Matchmaker Algorithm Feedback Thread

BlackYps

I also don't like the idea of a button. It is a bandaid for the problem that currently the matchmaker doesn't do a good job.
Your example match of 700 + 1200 vs. 1300+ 1300 has a whopping 700 rating disparity. For established players this shouldn't match, because the chance for the first team to win this is extremely small.
At the moment it does match eventually, because there is a bug in the current server version that rates extremely badly balanced games better than it should. If you want to play this anyway you could ask in aeolus who is queued up and if they want to play a custom instead, but this doesn't warrant an extra ui element.

To give you all a better understanding of how the algorithm works, I prepared some graphs for you. I created a script that passes artificial data to the matching algorithm and plots the results. In the bottom right you can see the rating distribution used for that run. Newbies are people with at most 10 games played in that rating. The distribution is based on real data based on global. Newbies get extra bonuses to match faster. This is especially important, because they can drop to extremely low ratings if they lose their first games and they would have the same difficulty to get matched like top players. We don't want them to get stuck, so we need to help them a little to get games. "search" in the diagram refers to a queued up party, that can contain multiple players. In the top right you can see the wait time of each search based on their average rating.
The graph in the top left shows some metrics about the created games. The games where sorted beforehand, so the game number doesn't correlate to when the game got created. Rating disparity is the difference in total rating between the two teams. Rating deviation is the standard deviation of the ratings of all the participating players in the game. Skill difference is the rating difference between the lowest and highest rated players in the game. It is roughly 2,5 to 3 times the standard deviation. This is just mathematics. You can ignore the rating deviation line and instead focus on the rating disparity and skill difference, because these are the "hands on" game metrics. Finally the graph in the lower left depicts the wait time again. This time sorted by wait time. Honestly the most interesting part are the averages and means written in the top right corner of the plot.
All plots have fixed y ranges (except the rating distribution). I did this, so it is easier to spot differences. This means however that some very high values are cut off. I consider these outliers, so it doesn't matter too much, just keep it in mind. I still have the maximum values in my spreadsheet.

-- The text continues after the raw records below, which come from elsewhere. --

//! Brace-delimited frame receiver.
//!
//! Wire format: one JSON object per frame, no length prefix.
//! ```text
//! ... noise ... { "command": ... } ... noise ... { ... }
//!               └──── frame ─────┘               └ frame ┘
//! ```
//!
//! [`FrameReceiver::on_byte`] runs in the UART receive interrupt (or its
//! host stand-in thread). It does a bounded amount of work per byte, never
//! blocks, and never logs. Completed frames are queued for the decoder task
//! on a [`FrameQueue`]; all parsing happens there.
//!
//! Policy, byte by byte:
//! - nothing buffered and the byte is not `{` → dropped;
//! - `{` → the frame (re)starts at this byte, discarding any partial frame;
//! - `}` → the frame is complete and queued, the buffer resets;
//! - anything else → appended; a frame that would exceed
//!   [`RAW_FRAME_CAPACITY`] is discarded whole.

use std::sync::Arc;

use heapless::Vec;

use crate::diagnostics::Diagnostics;
use crate::protocol::channels::FrameQueue;

/// Largest frame, braces included.
pub const RAW_FRAME_CAPACITY: usize = 64;

const FRAME_START: u8 = b'{';
const FRAME_END: u8 = b'}';

/// One complete `{...}` frame.
pub type RawFrame = Vec<u8, RAW_FRAME_CAPACITY>;

/// What a single byte did to the receiver.
#[derive(Debug, Clone, Copy, PartialEq, Eq)]
pub enum ByteOutcome {
    /// Byte arrived outside a frame and was dropped.
    Ignored,
    /// Byte was buffered (including a frame-opening `{`).
    Buffered,
    /// A partial frame was abandoned because a new `{` arrived.
    Restarted,
    /// Byte closed a frame, which was queued for the decoder.
    Completed,
    /// Byte closed a frame but the frame queue was full; it was dropped.
    Dropped,
    /// Frame outgrew the buffer and was dropped.
    Overflowed,
}

/// Interrupt-side frame assembler.
pub struct FrameReceiver {
    buf: RawFrame,
    frames: Arc<FrameQueue>,
    diag: Arc<Diagnostics>,
}

impl FrameReceiver {
    pub fn new(frames: Arc<FrameQueue>, diag: Arc<Diagnostics>) -> Self {
        Self {
            buf: Vec::new(),
            frames,
            diag,
        }
    }

    /// Feed one received byte.
    pub fn on_byte(&mut self, byte: u8) -> ByteOutcome {
        if byte == FRAME_START {
            let restarted = !self.buf.is_empty();
            if restarted {
                self.diag.record_malformed_frame();
            }
            self.buf.clear();
            // Cannot fail: the buffer was just cleared.
            let _ = self.buf.push(byte);
            return if restarted {
                ByteOutcome::Restarted
            } else {
                ByteOutcome::Buffered
            };
        }

        if self.buf.is_empty() {
            return ByteOutcome::Ignored;
        }

        if self.buf.push(byte).is_err() {
            self.buf.clear();
            self.diag.record_overlong_frame();
            return ByteOutcome::Overflowed;
        }

        if byte == FRAME_END {
            let frame = core::mem::take(&mut self.buf);
            if self.frames.try_send(frame).is_err() {
                self.diag.record_frame_overrun();
                return ByteOutcome::Dropped;
            }
            self.diag.record_frame_completed();
            return ByteOutcome::Completed;
        }

        ByteOutcome::Buffered
    }

    /// Feed a run of bytes; returns how many frames were queued.
    pub fn feed(&mut self, bytes: &[u8]) -> usize {
        bytes
            .iter()
            .filter(|&&b| self.on_byte(b) == ByteOutcome::Completed)
            .count()
    }

    /// Bytes of the frame currently being assembled.
    pub fn pending(&self) -> usize {
        self.buf.len()
    }

    /// Drop any partial frame (e.g. after a line break or UART error).
    pub fn reset(&mut self) {
        self.buf.clear();
    }
}
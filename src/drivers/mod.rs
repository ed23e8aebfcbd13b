//! Actuator and serial-line drivers, task spawning, and the watchdog.

pub mod relay;
pub mod serial_guard;
pub mod serial_rx;
pub mod task_pin;
pub mod watchdog;
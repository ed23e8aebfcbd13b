//! Fuzz target: `decode_command`
//!
//! Any frame that decodes must re-encode to something that decodes to the
//! same command.
//!
//! cargo fuzz run fuzz_command_decoder

#![no_main]

use libfuzzer_sys::fuzz_target;
use sensornode::protocol::codec::{decode_command, encode_command};

fuzz_target!(|data: &[u8]| {
    if let Ok(cmd) = decode_command(data) {
        let wire = encode_command(&cmd).expect("decoded command must encode");
        assert_eq!(decode_command(&wire), Ok(cmd));
    }
});
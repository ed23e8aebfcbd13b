//! Sensor node firmware entry point.
//!
//! ```text
//! ┌──────────────────────────────────────────────────────────────┐
//! │  Adapters:  ADC ×2   relay GPIO   UART TX   UART RX          │
//! │  ─────────────────── Port Trait Boundary ─────────────────   │
//! │  Node: decoder · dispatcher · samplers ×2 · actuator         │
//! │  Supervisor (this thread): watchdog + diagnostics            │
//! └──────────────────────────────────────────────────────────────┘
//! ```
//!
//! On ESP-IDF the adapters are the real peripherals. On the host the
//! receive line is stdin, the transmit line is stdout, and logs go to
//! stderr.

use std::thread;
use std::time::{Duration, Instant};

use anyhow::Result;
use log::info;

use sensornode::app::ports::{AnalogPort, DigitalOutputPort, SerialTx};
use sensornode::config::NodeConfig;
use sensornode::drivers::watchdog::{Supervisor, Watchdog};
use sensornode::node::Node;

/// Supervisor tick; well inside the watchdog timeout.
const SUPERVISOR_TICK: Duration = Duration::from_secs(1);

#[cfg(target_os = "espidf")]
fn main() -> Result<()> {
    use sensornode::adapters::esp::{self, EspAnalog, EspRelayPin, EspUartRx, EspUartTx};
    use sensornode::drivers::serial_rx;
    use sensornode::drivers::task_pin::{TaskSpec, spawn_task};

    esp_idf_svc::sys::link_patches();
    esp_idf_logger::init()?;

    info!("sensornode v{}", env!("CARGO_PKG_VERSION"));

    let config = NodeConfig::default();
    esp::install_uart(config.uart_baud)?;

    let node = Node::new(
        config,
        EspAnalog::temperature(),
        EspAnalog::light(),
        EspRelayPin::new(),
        EspUartTx,
    );
    let _tasks = node.spawn()?;
    let rx = node.receiver();
    spawn_task(TaskSpec::UART_RX, move || serial_rx::run(EspUartRx, rx))?;

    supervise(&node)
}

#[cfg(not(target_os = "espidf"))]
fn main() -> Result<()> {
    use sensornode::adapters::sim::{self, SimAnalog, SimPin, SimRelayPort, StdoutTx};
    use sensornode::drivers::task_pin::{TaskSpec, spawn_task};
    use tracing_subscriber::EnvFilter;

    tracing_subscriber::fmt()
        .with_env_filter(EnvFilter::try_from_default_env().unwrap_or_else(|_| EnvFilter::new("info")))
        .with_writer(std::io::stderr)
        .init();

    info!("sensornode v{} (sim)", env!("CARGO_PKG_VERSION"));

    let config = load_config()?;
    info!("config: {:?}", config);

    // ~22 °C and mid-scale light until something moves them.
    let node = Node::new(
        config,
        SimAnalog::new(409),
        SimAnalog::new(2048),
        SimRelayPort::new(SimPin::default()),
        StdoutTx::stdout(),
    );
    let _tasks = node.spawn()?;

    let mut rx = node.receiver();
    spawn_task(TaskSpec::UART_RX, move || {
        if let Err(e) = sim::pump_input(std::io::stdin().lock(), &mut rx) {
            log::error!("stdin: {}", e);
        }
        info!("stdin closed");
    })?;

    supervise(&node)
}

/// Host config: JSON at `$SENSORNODE_CONFIG`, else defaults.
#[cfg(not(target_os = "espidf"))]
fn load_config() -> Result<NodeConfig> {
    use anyhow::Context;

    let Ok(path) = std::env::var("SENSORNODE_CONFIG") else {
        return Ok(NodeConfig::default());
    };
    let bytes = std::fs::read(&path).with_context(|| format!("reading {path}"))?;
    NodeConfig::from_json(&bytes).with_context(|| format!("loading {path}"))
}

/// Feed the watchdog while the command path keeps up, and log counters,
/// until the node resets.
fn supervise<A, D, S>(node: &Node<A, D, S>) -> Result<()>
where
    A: AnalogPort,
    D: DigitalOutputPort,
    S: SerialTx,
{
    let mut supervisor = Supervisor::new(Watchdog::new());
    let period = Duration::from_secs(u64::from(node.config().diagnostics_interval_secs));
    let mut last_log = Instant::now();
    loop {
        supervisor.tick(&node.progress());
        if last_log.elapsed() >= period {
            node.diagnostics().snapshot().log();
            last_log = Instant::now();
        }
        thread::sleep(SUPERVISOR_TICK);
    }
}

This should be enough introduction, let's start with the bucket team matchmaker. This one was used until the server update 10 days ago.
BucketTeamMatchmaker 0-2.png

The currently running configuration of the new matchmaking algorithm looks like this:
current 2v2 0-2.png

As you can see it improved the overall game quality and equalized the wait time a bit. It still suffers from extremely bad games, just like the bucket team matchmaker. The reduced wait time outliers is what you experience as getting very bad games when you are high rated or are queueing during quiet hours. This is mainly because of the mentioned bug, but we can still get some more performance by tuning the parameters.
This is what I came up with, that will be available with the next server update:
higher_newbie_bonus 2v2 0-2.png
As you can see the lines in the top left don't go off the charts anymore, so we got rid of the horrible games. The general skill difference also improved a bit. The top players are back to being in queue forever if no suitable match can be found. The careful use of bonuses makes sure that we match more aggresively on the lower rated end. By the way, this is why you see these spikes at the end of the curves. They are the newbie matches being more lenient with balance.

Because the algorithm is configurable we will even be able to see some of these improvements before the next server update.

I hope I could answer some of your questions. I know that I covered a lot of stuff and I just glanced over some of some of the details to keep the post readable, so if you have any follow up questions, don't hestiate to ask.

BattleMoose

The biggest issue you are running into is the implicit assumption behind your metrics, that is, a rating difference represents the same skill difference at all rating levels. For example, a 500 rating difference from 800 to 1300 represents a much greater level in skill than does 1900 to 2400. This "error" is also included in opti balance games when there are large skill differences and results in very unbalanced games even though the algorithm can assign it a very high game quality metric.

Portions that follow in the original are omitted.